年度始め、大学からは、①資料配布型 ②動画で教材を配信するオンデマンド型 ③コミュニケーションツールを使ってリアルタイムでオンライン型のいずれかでとの方針が出されたが、、私は、①②③すべてを提示し、学生が自分で選択できるようにした。学生の通信環境への配慮と、すべての授業がオンラインになる中で学生の日常がどうなるか予測が立たず、学生が自己調整して学べるようにと考えたからである。

始めの頃の様子については、対面授業とオンライン授業① を読んでいただきたい。

春学期は教育心理学。土曜日1限目、8時50分からの授業。51名の学生が授業登録し、毎回、45名ほどが③コミュニケーションツールを使ってのリアルタイムの授業(以下、ZOOMでの授業)に参加した。5、6名は②動画で自学自習(以下、動画学習)、①資料で自学自習(以下、資料で学習)の学生はほとんどいなかった。③ZOOMでの授業で参加したものの通信の状況が悪く、やむを得ず、途中から②動画で学習や①資料で学習に切り替える学生もいた。また、グループセッションが苦手なので②動画で学習にしたいと申し出る学生もいた。

ZOOMでの授業は、間にグループセッションを入れながら、15分ほどの講義を3回に分けて行うというスタイルで進めた。後半の授業では、グループセッションの後に全体での交流も入れてみた。

学生の声から、学生の苦労がみえる

Aさん:オンライン授業全体にいえることですが、パワーポイントや資料をそのまま載せるだけで大量の課題を出すというスタイルは先生が思っている以上に学生の負担になっています。先生の授業はリアルタイムでの講義があったり、後から動画を掲載していただけるなどの幅広い受講スタイルを用意してくださっていたので、自分が今季受けた授業の中でもとりわけ良い授業だったと感じています。

Bさん:授業をZOOMで受けることが出来るのは、理解度が高くなると実感し、とても助かりました。ただ、ネット環境が不十分で、ZOOMの接続が切れてしまうこともあり、悔しい思いをしました。

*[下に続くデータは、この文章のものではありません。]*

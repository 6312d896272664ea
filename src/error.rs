//! Error types for the analysis dispatcher.

use std::time::Duration;

use crate::model::QueueSnapshot;

/// Top-level error type for component construction.
#[derive(Debug, thiserror::Error)]
pub enum Error {
    #[error("Configuration error: {0}")]
    Config(#[from] ConfigError),

    #[error("Executor error: {0}")]
    Executor(#[from] ExecutorError),
}

/// Configuration-related errors.
#[derive(Debug, thiserror::Error)]
pub enum ConfigError {
    #[error("Invalid configuration value for {key}: {message}")]
    InvalidValue { key: String, message: String },

    #[error("Unknown role {0:?}, expected \"coordinator\" or \"worker\"")]
    UnknownRole(String),
}

/// Admission and execution errors of a [`BoundedQueue`](crate::queue::BoundedQueue).
///
/// `E` is the wrapped task's own error type, passed through unchanged.
#[derive(Debug, thiserror::Error)]
pub enum QueueError<E> {
    #[error("Queue is full ({} waiting, max {})", .stats.queue_length, .stats.max_queue_size)]
    Full { stats: QueueSnapshot },

    #[error("Request {request_id} timed out after {waited:?} in queue")]
    Timeout { request_id: String, waited: Duration },

    #[error("Task for request {request_id} panicked")]
    Panicked { request_id: String },

    #[error("Request {request_id} was dropped before it settled")]
    Closed { request_id: String },

    #[error("{0}")]
    Task(E),
}

impl<E> QueueError<E> {
    /// Machine-checkable code surfaced to HTTP callers.
    pub fn code(&self) -> &'static str {
        match self {
            Self::Full { .. } => "QueueFull",
            Self::Timeout { .. } => "QueueTimeout",
            Self::Panicked { .. } | Self::Closed { .. } => "Internal",
            Self::Task(_) => "TaskError",
        }
    }
}

/// Errors returned by the distributed dispatcher.
#[derive(Debug, thiserror::Error)]
pub enum DispatchError {
    #[error("Queue is full ({} waiting, max {})", .stats.queue_length, .stats.max_queue_size)]
    QueueFull { stats: QueueSnapshot },

    #[error("Job {job_id} timed out after {waited:?} waiting for a worker")]
    QueueTimeout { job_id: String, waited: Duration },

    #[error("No workers available")]
    NoWorkersAvailable,

    #[error("Job {job_id} failed on worker {worker_id}: {source}")]
    WorkerCallFailed {
        job_id: String,
        worker_id: usize,
        #[source]
        source: WorkerCallError,
    },

    #[error("Job {job_id} was dropped before it settled")]
    Closed { job_id: String },
}

impl DispatchError {
    /// Machine-checkable code surfaced to HTTP callers.
    pub fn code(&self) -> &'static str {
        match self {
            Self::QueueFull { .. } => "QueueFull",
            Self::QueueTimeout { .. } => "QueueTimeout",
            Self::NoWorkersAvailable => "NoWorkersAvailable",
            Self::WorkerCallFailed { .. } => "WorkerCallFailed",
            Self::Closed { .. } => "Internal",
        }
    }
}

/// Errors from a single call to a worker's HTTP surface.
#[derive(Debug, Clone, thiserror::Error)]
pub enum WorkerCallError {
    #[error("worker {address} did not answer within {timeout:?}")]
    Timeout { address: String, timeout: Duration },

    #[error("worker {address} unreachable: {reason}")]
    Transport { address: String, reason: String },

    #[error("{details}")]
    Rejected { status: u16, details: String },

    #[error("invalid response from {address}: {reason}")]
    InvalidResponse { address: String, reason: String },
}

/// Worker address resolution errors.
#[derive(Debug, thiserror::Error)]
pub enum DiscoveryError {
    #[error("Failed to resolve {service}: {reason}")]
    Resolve { service: String, reason: String },
}

/// Errors from running the external analysis tool.
#[derive(Debug, thiserror::Error)]
pub enum ExecutorError {
    #[error("Failed to start analyzer {program}: {reason}")]
    Spawn { program: String, reason: String },

    #[error("Analyzer timed out after {0:?}")]
    Timeout(Duration),

    #[error("Analyzer exited with {status}: {stderr}")]
    Failed { status: String, stderr: String },

    #[error("Analyzer produced invalid output: {0}")]
    InvalidOutput(String),

    #[error("Page load failed: {0}")]
    RuntimeError(String),

    #[error("Analyzer command is empty")]
    EmptyCommand,
}

/// Validation errors for inbound analysis requests.
#[derive(Debug, Clone, PartialEq, Eq, thiserror::Error)]
pub enum RequestError {
    #[error("URL is required")]
    MissingTarget,

    #[error("Invalid URL format: {0}")]
    InvalidUrl(String),

    #[error("URL must use http:// or https:// protocol")]
    UnsupportedScheme,

    #[error("URL must have a valid hostname")]
    MissingHost,
}

/// Result type alias for the crate.
pub type Result<T> = std::result::Result<T, Error>;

Cさん:他の授業でzoomでの参加を必ずしなければ成績を出してくれない科目があり、その授業の方に通信量を取られてしまったので、結局最後までzoomでの参加ができませんでした。申し訳ございません。意味のわからない資料を山のようにばらまいて大量の課題を押し付けてくる教授が何人もいました。先生は初期の段階からオンライン授業という縛られた状況の中でできることを模索し続け、快適な学びの場を提供してくださいました。

Dさん:他の教職の授業が資料を出されて、感想や考えたことを書くという完全受け身型の授業が多かったことから、(時期が時期なのでしょうがないですが…)春学期ではこの教育心理学の授業が1番楽しみながら、考えながら受けられた授業だったと思います。

Eさん:対面が難しい中、大学にも行けていない、同級生にも会えていない、大学の授業がどのようなものなのかもわからない1年生の私にとって先生のzoomでの授業はありがたかったです。

Fさん:学校に行けず誰にも会えず資料と課題だけの授業も多い中、先生の顔が見え、声が聞こえ、他の学生と会話ができるこの授業は自分が思っているよりずっと安心感が大きかったです。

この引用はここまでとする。